The production of bio-succinic acid (bio-SA) from biomass has the potential to partially replace some petrochemicals, reduce climate change by capturing carbon dioxide, and provide a cleaner environment by managing waste streams. This study evaluates the economics, environmental impact, risk assessment, and optimal processing route of bio-SA production from multiple feedstocks (first, second, and third-generation), including (1) glucose, (2) corn stover, (3) glycerol, and (4) seaweed. A superstructure-based optimization model consisting of 39 processing alternatives with a technology readiness level of 7–9 is developed, and the optimal topology for bio-SA production by maximization of the net present value under deterministic and stochastic conditions is identified. Once optimization is completed, the framework provides clear guidance for multi-criteria analysis, including the technical, economical, and environmental aspects of the biorefinery. The results indicate that glycerol is the best feedstock and corn stover is the second to best, producing bio-SA at selling prices of 1.6–1.9 USD per kg and 1.7–2.0 USD per kg, respectively, through their optimal processing pathways.
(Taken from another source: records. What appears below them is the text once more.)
/// Fixed-size bit set recording the active state of every voxel in a leaf.
#[derive(Clone, Copy, Debug, PartialEq, Eq, Hash)]
pub struct NodeMask<const WORDS: usize> {
    words: [u64; WORDS],
}

pub type LeafMask = NodeMask<8>;

impl<const WORDS: usize> Default for NodeMask<WORDS> {
    fn default() -> Self {
        Self { words: [0; WORDS] }
    }
}

impl<const WORDS: usize> NodeMask<WORDS> {
    pub const SIZE: usize = WORDS * 64;

    pub fn new(on: bool) -> Self {
        Self {
            words: [if on { u64::MAX } else { 0 }; WORDS],
        }
    }
    pub fn from_words(words: [u64; WORDS]) -> Self {
        Self { words }
    }
    pub fn words(&self) -> &[u64; WORDS] {
        &self.words
    }
    pub fn is_on(&self, n: usize) -> bool {
        self.words[n >> 6] & (1 << (n & 63)) != 0
    }
    pub fn set_on(&mut self, n: usize) {
        self.words[n >> 6] |= 1 << (n & 63);
    }
    pub fn set_off(&mut self, n: usize) {
        self.words[n >> 6] &= !(1 << (n & 63));
    }
    pub fn set(&mut self, n: usize, on: bool) {
        if on { self.set_on(n) } else { self.set_off(n) }
    }
    pub fn set_all(&mut self, on: bool) {
        self.words = [if on { u64::MAX } else { 0 }; WORDS];
    }
    pub fn count_on(&self) -> u32 {
        self.words.iter().map(|w| w.count_ones()).sum()
    }
    pub fn is_off(&self) -> bool {
        self.words.iter().all(|w| *w == 0)
    }
    pub fn is_full(&self) -> bool {
        self.words.iter().all(|w| *w == u64::MAX)
    }
    pub fn union_with(&mut self, other: &Self) {
        for (a, b) in self.words.iter_mut().zip(other.words.iter()) {
            *a |= *b;
        }
    }
    pub fn intersect_with(&mut self, other: &Self) {
        for (a, b) in self.words.iter_mut().zip(other.words.iter()) {
            *a &= *b;
        }
    }
    /// First set bit at or after `start`.
    pub fn find_next_on(&self, start: usize) -> Option<usize> {
        let mut w = start >> 6;
        if w >= WORDS {
            return None;
        }
        let mut bits = self.words[w] & (u64::MAX << (start & 63));
        loop {
            if bits != 0 {
                return Some((w << 6) + bits.trailing_zeros() as usize);
            }
            w += 1;
            if w == WORDS {
                return None;
            }
            bits = self.words[w];
        }
    }
    /// First clear bit at or after `start`.
    pub fn find_next_off(&self, start: usize) -> Option<usize> {
        let mut w = start >> 6;
        if w >= WORDS {
            return None;
        }
        let mut bits = !self.words[w] & (u64::MAX << (start & 63));
        loop {
            if bits != 0 {
                return Some((w << 6) + bits.trailing_zeros() as usize);
            }
            w += 1;
            if w == WORDS {
                return None;
            }
            bits = !self.words[w];
        }
    }
    pub fn iter_on(&self) -> impl Iterator<Item = usize> + '_ {
        let mut next = 0;
        std::iter::from_fn(move || {
            let n = self.find_next_on(next)?;
            next = n + 1;
            Some(n)
        })
    }
    pub fn iter_off(&self) -> impl Iterator<Item = usize> + '_ {
        let mut next = 0;
        std::iter::from_fn(move || {
            let n = self.find_next_off(next)?;
            next = n + 1;
            Some(n)
        })
    }
}

#[cfg(test)]
mod tests {
    use super::*;

    #[test]
    fn set_count_and_scan() {
        let mut m = LeafMask::default();
        assert!(m.is_off());
        m.set_on(0);
        m.set_on(63);
        m.set_on(64);
        m.set_on(511);
        assert_eq!(m.count_on(), 4);
        assert_eq!(m.iter_on().collect::<Vec<_>>(), vec![0, 63, 64, 511]);
        assert_eq!(m.find_next_on(65), Some(511));
        m.set_off(511);
        assert_eq!(m.find_next_on(65), None);
        assert_eq!(m.iter_off().count(), 509);
    }

    #[test]
    fn full_mask_and_set_ops() {
        let mut a = LeafMask::new(true);
        assert!(a.is_full());
        assert_eq!(a.find_next_off(0), None);
        let mut b = LeafMask::default();
        b.set_on(7);
        a.intersect_with(&b);
        assert_eq!(a.count_on(), 1);
        b.set_on(300);
        a.union_with(&b);
        assert_eq!(a.iter_on().collect::<Vec<_>>(), vec![7, 300]);
    }
}
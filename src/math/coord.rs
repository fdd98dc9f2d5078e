use std::ops::{Add, AddAssign, Index, IndexMut, Neg, Sub, SubAssign};

use glam::{DVec3, IVec3};

/// Signed integer voxel address.
///
/// Ordering is lexicographic on `(x, y, z)`, which is the traversal order of the root map.
#[derive(
    Clone, Copy, Debug, Default, PartialEq, Eq, Hash, PartialOrd, Ord, bincode::Encode, bincode::Decode,
)]
pub struct Coord {
    pub x: i32,
    pub y: i32,
    pub z: i32,
}

impl Coord {
    pub const ZERO: Coord = Coord::new(0, 0, 0);

    pub const fn new(x: i32, y: i32, z: i32) -> Self {
        Self { x, y, z }
    }
    pub const fn splat(v: i32) -> Self {
        Self::new(v, v, v)
    }
    pub const fn offset_by(self, dx: i32, dy: i32, dz: i32) -> Self {
        Self::new(self.x + dx, self.y + dy, self.z + dz)
    }
    /// Clears the low `log2` bits of every component, giving the origin of the
    /// enclosing aligned block of side `1 << log2`. Works for negative values.
    pub const fn aligned(self, log2: u32) -> Self {
        let mask = !((1i32 << log2) - 1);
        Self::new(self.x & mask, self.y & mask, self.z & mask)
    }
    pub fn min(self, other: Self) -> Self {
        Self::new(self.x.min(other.x), self.y.min(other.y), self.z.min(other.z))
    }
    pub fn max(self, other: Self) -> Self {
        Self::new(self.x.max(other.x), self.y.max(other.y), self.z.max(other.z))
    }
    pub fn min_component(self) -> i32 {
        self.x.min(self.y).min(self.z)
    }
    pub fn max_component(self) -> i32 {
        self.x.max(self.y).max(self.z)
    }
    /// Floor of a fractional position, identical for positive and negative inputs.
    pub fn floor(p: DVec3) -> Self {
        let f = p.floor();
        Self::new(f.x as i32, f.y as i32, f.z as i32)
    }
    /// Nearest lattice point, rounding halves toward positive infinity.
    pub fn round(p: DVec3) -> Self {
        Self::floor(p + DVec3::splat(0.5))
    }
    pub fn as_dvec3(self) -> DVec3 {
        DVec3::new(self.x as f64, self.y as f64, self.z as f64)
    }
    pub fn to_array(self) -> [i32; 3] {
        [self.x, self.y, self.z]
    }
}

impl From<IVec3> for Coord {
    fn from(v: IVec3) -> Self {
        Self::new(v.x, v.y, v.z)
    }
}
impl From<Coord> for IVec3 {
    fn from(c: Coord) -> Self {
        IVec3::new(c.x, c.y, c.z)
    }
}
impl From<[i32; 3]> for Coord {
    fn from(v: [i32; 3]) -> Self {
        Self::new(v[0], v[1], v[2])
    }
}

impl Add for Coord {
    type Output = Coord;
    fn add(self, rhs: Coord) -> Coord {
        Coord::new(self.x + rhs.x, self.y + rhs.y, self.z + rhs.z)
    }
}
impl Sub for Coord {
    type Output = Coord;
    fn sub(self, rhs: Coord) -> Coord {
        Coord::new(self.x - rhs.x, self.y - rhs.y, self.z - rhs.z)
    }
}
impl Neg for Coord {
    type Output = Coord;
    fn neg(self) -> Coord {
        Coord::new(-self.x, -self.y, -self.z)
    }
}
impl AddAssign for Coord {
    fn add_assign(&mut self, rhs: Coord) {
        *self = *self + rhs;
    }
}
impl SubAssign for Coord {
    fn sub_assign(&mut self, rhs: Coord) {
        *self = *self - rhs;
    }
}

impl Index<usize> for Coord {
    type Output = i32;
    fn index(&self, axis: usize) -> &i32 {
        match axis {
            0 => &self.x,
            1 => &self.y,
            _ => &self.z,
        }
    }
}
impl IndexMut<usize> for Coord {
    fn index_mut(&mut self, axis: usize) -> &mut i32 {
        match axis {
            0 => &mut self.x,
            1 => &mut self.y,
            _ => &mut self.z,
        }
    }
}

#[cfg(test)]
mod tests {
    use super::*;

    #[test]
    fn alignment_handles_negative_coordinates() {
        assert_eq!(Coord::new(9, 15, 16).aligned(3), Coord::new(8, 8, 16));
        assert_eq!(Coord::new(-1, -8, -9).aligned(3), Coord::new(-8, -8, -16));
        assert_eq!(Coord::new(-1, 0, 4095).aligned(12), Coord::new(-4096, 0, 0));
    }

    #[test]
    fn floor_and_round_are_sign_symmetric() {
        assert_eq!(Coord::floor(DVec3::new(-0.5, 0.5, -10.1)), Coord::new(-1, 0, -11));
        assert_eq!(Coord::round(DVec3::new(-0.4, 0.5, 10.6)), Coord::new(0, 1, 11));
        assert_eq!(Coord::round(DVec3::new(-1.6, -2.5, 2.5)), Coord::new(-2, -2, 3));
    }

    #[test]
    fn arithmetic_and_ordering() {
        let a = Coord::new(1, 2, 3);
        let b = Coord::splat(1);
        assert_eq!(a + b, Coord::new(2, 3, 4));
        assert_eq!(a - b, Coord::new(0, 1, 2));
        assert_eq!(-a, Coord::new(-1, -2, -3));
        assert_eq!(a[2], 3);
        assert!(Coord::new(0, 9, 9) < Coord::new(1, 0, 0));
        assert_eq!(a.min(Coord::new(0, 5, 3)), Coord::new(0, 2, 3));
        assert_eq!(a.max_component(), 3);
    }
}
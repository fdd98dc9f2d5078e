//! Whole-tree value and state edits.

use tracing::debug;

use crate::tree::{Tree, ValueFilter};
use crate::value::GridValue;

/// Marks every inactive voxel and tile whose value is within `tolerance` of `value` active.
/// Tiles keep their extent; nothing is voxelized.
#[tracing::instrument(skip_all, level = "debug")]
pub fn activate<T: GridValue>(tree: &mut Tree<T>, value: T, tolerance: T) {
    let mut changed = 0u64;
    tree.for_each_value_mut(ValueFilter::Off, |item| {
        if item.value().is_approx_equal(&value, &tolerance) {
            item.set_active(true);
            changed += item.voxel_count();
        }
    });
    debug!(changed, "activated");
}

/// Marks every active voxel and tile whose value is within `tolerance` of `value` inactive.
#[tracing::instrument(skip_all, level = "debug")]
pub fn deactivate<T: GridValue>(tree: &mut Tree<T>, value: T, tolerance: T) {
    let mut changed = 0u64;
    tree.for_each_value_mut(ValueFilter::On, |item| {
        if item.value().is_approx_equal(&value, &tolerance) {
            item.set_active(false);
            changed += item.voxel_count();
        }
    });
    debug!(changed, "deactivated");
}

/// Replaces the background and rewrites every inactive value that equals the old one,
/// so untouched regions and explicitly stored background values stay consistent.
#[tracing::instrument(skip_all, level = "debug")]
pub fn change_background<T: GridValue>(tree: &mut Tree<T>, background: T) {
    let old = tree.background();
    tree.for_each_value_mut(ValueFilter::Off, |item| {
        if item.value() == old {
            item.set_value(background);
        }
    });
    tree.set_background(background);
}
Saccharina japonica (seaweed) is less suitable for large-scale bio-SA production due to the high cost of seaweed and the inability of enzymes to hydrolyze alginate, which is one of the major carbohydrate fractions (25–30 wt%) of this feedstock. The environmental results indicate that the optimal pathway from glycerol is the most environmentally friendly process, followed by optimal processing pathways from substrates such as corn stover, glucose, and S. japonica.